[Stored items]

---+---

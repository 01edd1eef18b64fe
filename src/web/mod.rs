pub mod dto;
pub mod error;
pub mod handlers;
pub mod routes;

use crate::application::services::{AccountService, TransactionService, UserService};
use crate::infrastructure::auth::AuthService;
use std::sync::Arc;

pub use routes::create_router;

#[derive(Clone)]
pub struct AppState {
    pub account_service: Arc<AccountService>,
    pub transaction_service: Arc<TransactionService>,
    pub user_service: Arc<UserService>,
    pub auth_service: Arc<AuthService>,
}
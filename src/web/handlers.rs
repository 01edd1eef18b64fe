use axum::{
    extract::{Path, State},
    http::StatusCode,
    response::IntoResponse,
    Json,
};
use serde::Serialize;
use tracing::info;
use uuid::Uuid;
use validator::Validate;

use crate::application::projections::{AccountView, TransactionView, UserView};
use crate::application::services::{RegisterUser, TransactionCommand, UpdateUser};
use crate::infrastructure::auth::{AuthenticatedUser, LoginResponse};
use crate::web::dto::{
    CreateAccountRequest, CreateTransactionRequest, CreateUserRequest, LoginRequest,
    UpdateAccountRequest, UpdateUserRequest,
};
use crate::web::error::ApiError;
use crate::web::AppState;

#[derive(Debug, Serialize)]
pub struct ListAccountsResponse {
    pub accounts: Vec<AccountView>,
}

#[derive(Debug, Serialize)]
pub struct ListTransactionsResponse {
    pub transactions: Vec<TransactionView>,
}

#[derive(Debug, Serialize)]
pub struct HealthResponse {
    pub status: String,
}

pub async fn login(
    State(state): State<AppState>,
    Json(payload): Json<LoginRequest>,
) -> Result<Json<LoginResponse>, ApiError> {
    payload.validate().map_err(ApiError::from)?;
    let response = state
        .auth_service
        .login(&payload.email, &payload.password)
        .await?;
    Ok(Json(response))
}

pub async fn register_user(
    State(state): State<AppState>,
    Json(payload): Json<CreateUserRequest>,
) -> Result<impl IntoResponse, ApiError> {
    payload.validate().map_err(ApiError::from)?;
    let user = state
        .user_service
        .register(RegisterUser {
            email: payload.email,
            password: payload.password,
            name: payload.name,
            address: payload.address.into(),
            phone_number: payload.phone_number,
        })
        .await?;
    Ok((StatusCode::CREATED, Json(UserView::from(&user))))
}

pub async fn get_user(
    State(state): State<AppState>,
    AuthenticatedUser(principal): AuthenticatedUser,
    Path(id): Path<Uuid>,
) -> Result<Json<UserView>, ApiError> {
    let user = state.user_service.get_user(&principal, id).await?;
    Ok(Json(UserView::from(&user)))
}

pub async fn update_user(
    State(state): State<AppState>,
    AuthenticatedUser(principal): AuthenticatedUser,
    Path(id): Path<Uuid>,
    Json(payload): Json<UpdateUserRequest>,
) -> Result<Json<UserView>, ApiError> {
    payload.validate().map_err(ApiError::from)?;
    let user = state
        .user_service
        .update_user(
            &principal,
            id,
            UpdateUser {
                email: payload.email,
                name: payload.name,
                address: payload.address.map(Into::into),
                phone_number: payload.phone_number,
            },
        )
        .await?;
    Ok(Json(UserView::from(&user)))
}

pub async fn delete_user(
    State(state): State<AppState>,
    AuthenticatedUser(principal): AuthenticatedUser,
    Path(id): Path<Uuid>,
) -> Result<StatusCode, ApiError> {
    state.user_service.delete_user(&principal, id).await?;
    Ok(StatusCode::NO_CONTENT)
}

pub async fn create_account(
    State(state): State<AppState>,
    AuthenticatedUser(principal): AuthenticatedUser,
    Json(payload): Json<CreateAccountRequest>,
) -> Result<impl IntoResponse, ApiError> {
    info!(
        "Received request to create account. Account name: {}, type: {}",
        payload.name, payload.account_type
    );
    payload.validate().map_err(ApiError::from)?;
    let account = state
        .account_service
        .create_account(&principal, payload.name, payload.account_type)
        .await?;
    Ok((StatusCode::CREATED, Json(AccountView::from(&account))))
}

pub async fn list_accounts(
    State(state): State<AppState>,
    AuthenticatedUser(principal): AuthenticatedUser,
) -> Result<Json<ListAccountsResponse>, ApiError> {
    let accounts = state.account_service.list_accounts(&principal).await?;
    Ok(Json(ListAccountsResponse {
        accounts: accounts.iter().map(AccountView::from).collect(),
    }))
}

pub async fn fetch_account(
    State(state): State<AppState>,
    AuthenticatedUser(principal): AuthenticatedUser,
    Path(account_number): Path<String>,
) -> Result<Json<AccountView>, ApiError> {
    let account = state
        .account_service
        .get_account(&principal, &account_number)
        .await?;
    Ok(Json(AccountView::from(&account)))
}

pub async fn update_account(
    State(state): State<AppState>,
    AuthenticatedUser(principal): AuthenticatedUser,
    Path(account_number): Path<String>,
    Json(payload): Json<UpdateAccountRequest>,
) -> Result<Json<AccountView>, ApiError> {
    payload.validate().map_err(ApiError::from)?;
    let account = state
        .account_service
        .update_account(&principal, &account_number, payload.name, payload.account_type)
        .await?;
    Ok(Json(AccountView::from(&account)))
}

pub async fn delete_account(
    State(state): State<AppState>,
    AuthenticatedUser(principal): AuthenticatedUser,
    Path(account_number): Path<String>,
) -> Result<StatusCode, ApiError> {
    state
        .account_service
        .delete_account(&principal, &account_number)
        .await?;
    Ok(StatusCode::NO_CONTENT)
}

pub async fn create_transaction(
    State(state): State<AppState>,
    AuthenticatedUser(principal): AuthenticatedUser,
    Path(account_number): Path<String>,
    Json(payload): Json<CreateTransactionRequest>,
) -> Result<impl IntoResponse, ApiError> {
    info!(
        "Received request to create transaction for account {}. Type: {}, Amount: {}",
        account_number, payload.transaction_type, payload.amount
    );
    payload.validate().map_err(ApiError::from)?;
    let transaction = state
        .transaction_service
        .create_transaction(
            &principal,
            &account_number,
            TransactionCommand {
                amount: payload.amount,
                currency: payload.currency,
                transaction_type: payload.transaction_type,
                reference: payload.reference,
            },
        )
        .await?;
    Ok((
        StatusCode::CREATED,
        Json(TransactionView::from_entity(&transaction, principal.user_id)),
    ))
}

pub async fn list_transactions(
    State(state): State<AppState>,
    AuthenticatedUser(principal): AuthenticatedUser,
    Path(account_number): Path<String>,
) -> Result<Json<ListTransactionsResponse>, ApiError> {
    let transactions = state
        .transaction_service
        .list_transactions(&principal, &account_number)
        .await?;
    Ok(Json(ListTransactionsResponse {
        transactions: transactions
            .iter()
            .map(|t| TransactionView::from_entity(t, principal.user_id))
            .collect(),
    }))
}

pub async fn fetch_transaction(
    State(state): State<AppState>,
    AuthenticatedUser(principal): AuthenticatedUser,
    Path((account_number, transaction_id)): Path<(String, String)>,
) -> Result<Json<TransactionView>, ApiError> {
    let transaction = state
        .transaction_service
        .get_transaction(&principal, &account_number, &transaction_id)
        .await?;
    Ok(Json(TransactionView::from_entity(
        &transaction,
        principal.user_id,
    )))
}

pub async fn health_check() -> Json<HealthResponse> {
    Json(HealthResponse {
        status: "healthy".to_string(),
    })
}
use crate::web::handlers::*;
use crate::web::AppState;
use axum::{
    routing::{get, post},
    Router,
};
use tower_http::{cors::CorsLayer, trace::TraceLayer};

pub fn create_router(state: AppState) -> Router {
    Router::new()
        .route("/v1/auth/login", post(login))
        .route("/v1/users", post(register_user))
        .route(
            "/v1/users/{id}",
            get(get_user).patch(update_user).delete(delete_user),
        )
        .route("/v1/accounts", post(create_account).get(list_accounts))
        .route(
            "/v1/accounts/{account_number}",
            get(fetch_account)
                .patch(update_account)
                .delete(delete_account),
        )
        .route(
            "/v1/accounts/{account_number}/transactions",
            post(create_transaction).get(list_transactions),
        )
        .route(
            "/v1/accounts/{account_number}/transactions/{transaction_id}",
            get(fetch_transaction),
        )
        .route("/health", get(health_check))
        .layer(TraceLayer::new_for_http())
        .layer(CorsLayer::permissive())
        .with_state(state)
}
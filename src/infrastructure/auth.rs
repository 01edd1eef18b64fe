use argon2::{
    password_hash::{rand_core::OsRng, PasswordHash, PasswordHasher, PasswordVerifier, SaltString},
    Argon2,
};
use axum::{extract::FromRequestParts, http::request::Parts, RequestPartsExt};
use axum_extra::{
    headers::{authorization::Bearer, Authorization},
    TypedHeader,
};
use chrono::Utc;
use jsonwebtoken::{decode, encode, DecodingKey, EncodingKey, Header, Validation};
use serde::{Deserialize, Serialize};
use std::sync::Arc;
use std::sync::LazyLock;
use tracing::{info, warn};
use uuid::Uuid;

use crate::domain::{DomainError, Principal};
use crate::infrastructure::repository::UserRepositoryTrait;
use crate::web::{error::ApiError, AppState};

static KEYS: LazyLock<Keys> = LazyLock::new(|| {
    let secret = std::env::var("JWT_SECRET").expect("JWT_SECRET must be set");
    Keys::new(secret.as_bytes())
});

struct Keys {
    encoding: EncodingKey,
    decoding: DecodingKey,
}

impl Keys {
    fn new(secret: &[u8]) -> Self {
        Self {
            encoding: EncodingKey::from_secret(secret),
            decoding: DecodingKey::from_secret(secret),
        }
    }
}

#[derive(Debug, Serialize, Deserialize)]
pub struct Claims {
    /// User id.
    pub sub: String,
    pub iat: i64,
    pub exp: i64,
}

#[derive(Debug, Serialize, Deserialize)]
#[serde(rename_all = "camelCase")]
pub struct LoginResponse {
    pub token: String,
    pub token_type: String,
    pub expires_in: i64,
}

pub fn hash_password(password: &str) -> Result<String, DomainError> {
    let salt = SaltString::generate(&mut OsRng);
    Argon2::default()
        .hash_password(password.as_bytes(), &salt)
        .map(|hash| hash.to_string())
        .map_err(DomainError::unexpected)
}

pub fn verify_password(password: &str, password_hash: &str) -> Result<bool, DomainError> {
    let parsed = PasswordHash::new(password_hash).map_err(DomainError::unexpected)?;
    Ok(Argon2::default()
        .verify_password(password.as_bytes(), &parsed)
        .is_ok())
}

#[derive(Clone)]
pub struct AuthService {
    users: Arc<dyn UserRepositoryTrait>,
    token_expiry_secs: i64,
}

impl AuthService {
    pub fn new(users: Arc<dyn UserRepositoryTrait>, token_expiry_secs: i64) -> Self {
        Self {
            users,
            token_expiry_secs,
        }
    }

    /// Verifies credentials and issues an access token. Unknown email and
    /// wrong password are indistinguishable to the caller.
    pub async fn login(&self, email: &str, password: &str) -> Result<LoginResponse, DomainError> {
        let invalid =
            || DomainError::Unauthenticated("Invalid email or password.".to_string());

        let user = self
            .users
            .find_by_email(email)
            .await?
            .ok_or_else(invalid)?;

        if !verify_password(password, &user.password_hash)? {
            warn!("Authentication failed for {}", email);
            return Err(invalid());
        }

        let now = Utc::now().timestamp();
        let claims = Claims {
            sub: user.id.to_string(),
            iat: now,
            exp: now + self.token_expiry_secs,
        };
        let token =
            encode(&Header::default(), &claims, &KEYS.encoding).map_err(DomainError::unexpected)?;

        info!("User {} authenticated successfully", user.id);
        Ok(LoginResponse {
            token,
            token_type: "Bearer".to_string(),
            expires_in: self.token_expiry_secs,
        })
    }

    /// Validates a bearer token and resolves the principal behind it. A
    /// token whose subject no longer exists is treated as unauthenticated.
    pub async fn resolve_principal(&self, token: &str) -> Result<Principal, DomainError> {
        let rejected =
            || DomainError::Unauthenticated("Access token is missing or invalid.".to_string());

        let data = decode::<Claims>(token, &KEYS.decoding, &Validation::default())
            .map_err(|_| rejected())?;
        let user_id = Uuid::parse_str(&data.claims.sub).map_err(|_| rejected())?;

        let user = self.users.find_by_id(user_id).await?.ok_or_else(rejected)?;
        Ok(Principal::new(user.id))
    }
}

/// Extractor that turns the `Authorization: Bearer` header into a resolved
/// [`Principal`] before a handler runs.
pub struct AuthenticatedUser(pub Principal);

impl FromRequestParts<AppState> for AuthenticatedUser {
    type Rejection = ApiError;

    async fn from_request_parts(
        parts: &mut Parts,
        state: &AppState,
    ) -> Result<Self, Self::Rejection> {
        let TypedHeader(Authorization(bearer)) = parts
            .extract::<TypedHeader<Authorization<Bearer>>>()
            .await
            .map_err(|_| {
                ApiError::from(DomainError::Unauthenticated(
                    "Access token is missing or invalid.".to_string(),
                ))
            })?;

        let principal = state.auth_service.resolve_principal(bearer.token()).await?;
        Ok(AuthenticatedUser(principal))
    }
}
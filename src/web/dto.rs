use crate::domain::{AccountType, Address, TransactionType};
use rust_decimal::Decimal;
use serde::Deserialize;
use validator::{Validate, ValidationError};

#[derive(Debug, Deserialize, Validate)]
pub struct LoginRequest {
    #[validate(email(message = "Email must be valid"))]
    pub email: String,
    #[validate(length(min = 1, message = "Password cannot be empty"))]
    pub password: String,
}

#[derive(Debug, Deserialize, Validate)]
#[serde(rename_all = "camelCase")]
pub struct AddressRequest {
    #[validate(length(min = 1, message = "Address line1 cannot be empty"))]
    pub line1: String,
    pub line2: Option<String>,
    pub line3: Option<String>,
    #[validate(length(min = 1, message = "Address town cannot be empty"))]
    pub town: String,
    pub county: Option<String>,
    #[validate(length(min = 1, message = "Address postcode cannot be empty"))]
    pub postcode: String,
}

impl From<AddressRequest> for Address {
    fn from(request: AddressRequest) -> Self {
        Address {
            line1: request.line1,
            line2: request.line2,
            line3: request.line3,
            town: request.town,
            county: request.county,
            postcode: request.postcode,
        }
    }
}

#[derive(Debug, Deserialize, Validate)]
#[serde(rename_all = "camelCase")]
pub struct CreateUserRequest {
    #[validate(email(message = "Email must be valid"))]
    pub email: String,
    #[validate(length(min = 8, message = "Password must be at least 8 characters"))]
    pub password: String,
    #[validate(length(min = 1, message = "Name cannot be empty"))]
    pub name: String,
    #[validate]
    pub address: AddressRequest,
    #[validate(length(min = 1, message = "Phone number cannot be empty"))]
    pub phone_number: String,
}

#[derive(Debug, Deserialize, Validate)]
#[serde(rename_all = "camelCase")]
pub struct UpdateUserRequest {
    #[validate(email(message = "Email must be valid"))]
    pub email: Option<String>,
    pub name: Option<String>,
    #[validate]
    pub address: Option<AddressRequest>,
    pub phone_number: Option<String>,
}

#[derive(Debug, Deserialize, Validate)]
#[serde(rename_all = "camelCase")]
pub struct CreateAccountRequest {
    #[validate(length(min = 1, message = "Account name cannot be empty"))]
    pub name: String,
    pub account_type: AccountType,
}

#[derive(Debug, Deserialize, Validate)]
#[serde(rename_all = "camelCase")]
pub struct UpdateAccountRequest {
    #[validate(length(max = 255, message = "Account name cannot exceed 255 characters"))]
    pub name: Option<String>,
    pub account_type: Option<AccountType>,
}

#[derive(Debug, Deserialize, Validate)]
#[serde(rename_all = "camelCase")]
pub struct CreateTransactionRequest {
    #[validate(custom = "validate_amount_field")]
    pub amount: Decimal,
    #[validate(length(min = 1, message = "Currency cannot be empty"))]
    pub currency: String,
    #[serde(rename = "type")]
    pub transaction_type: TransactionType,
    #[validate(length(max = 255, message = "Reference cannot exceed 255 characters"))]
    pub reference: Option<String>,
}

fn validate_amount_field(amount: &Decimal) -> Result<(), ValidationError> {
    crate::domain::validate_amount(*amount).map_err(|_| {
        let mut err = ValidationError::new("amount");
        err.message = Some("Amount must be positive with at most 2 decimal places".into());
        err
    })
}

#[cfg(test)]
mod tests {
    use super::*;
    use rust_decimal_macros::dec;

    #[test]
    fn transaction_request_rejects_bad_amounts() {
        let request = CreateTransactionRequest {
            amount: dec!(0.001),
            currency: "GBP".to_string(),
            transaction_type: TransactionType::Deposit,
            reference: None,
        };
        assert!(request.validate().is_err());

        let request = CreateTransactionRequest {
            amount: dec!(25.25),
            currency: "GBP".to_string(),
            transaction_type: TransactionType::Deposit,
            reference: None,
        };
        assert!(request.validate().is_ok());
    }

    #[test]
    fn transaction_request_parses_wire_shape() {
        let request: CreateTransactionRequest = serde_json::from_str(
            r#"{"amount": "100.50", "currency": "GBP", "type": "DEPOSIT", "reference": "rent"}"#,
        )
        .unwrap();
        assert_eq!(request.amount, dec!(100.50));
        assert_eq!(request.transaction_type, TransactionType::Deposit);
        assert!(request.validate().is_ok());
    }

    #[test]
    fn create_user_request_validates_nested_address() {
        let request: CreateUserRequest = serde_json::from_str(
            r#"{
                "email": "alice@example.com",
                "password": "longenough",
                "name": "Alice",
                "address": {"line1": "", "town": "London", "postcode": "E1 6AN"},
                "phoneNumber": "07700900000"
            }"#,
        )
        .unwrap();
        assert!(request.validate().is_err());
    }
}
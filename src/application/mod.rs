pub mod account_number;
pub mod ownership;
pub mod projections;
pub mod services;

pub use account_number::AccountNumberAllocator;
pub use projections::{AccountView, TransactionView, UserView};
pub use services::{AccountService, TransactionService, UserService};
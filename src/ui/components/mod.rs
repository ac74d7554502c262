//! Small reusable building blocks for the server-rendered views.
//!
//! - [`Button`]: submit/plain button with variants
//! - [`Card`], [`CardHeader`], [`CardContent`]: result section container
//! - [`Badge`]: verdict and status pills
//! - [`icons`]: inline SVG icons

mod badge;
mod button;
mod card;
mod icons;

pub use badge::{Badge, BadgeVariant};
pub use button::{Button, ButtonSize, ButtonVariant};
pub use card::{Card, CardContent, CardHeader};
pub use icons::*;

---+---

REQUIREMENT — Reply with only the number of lines in the entries that hold the word "PasswordHash".

SOLUTION TO THIS PROBLEM — 2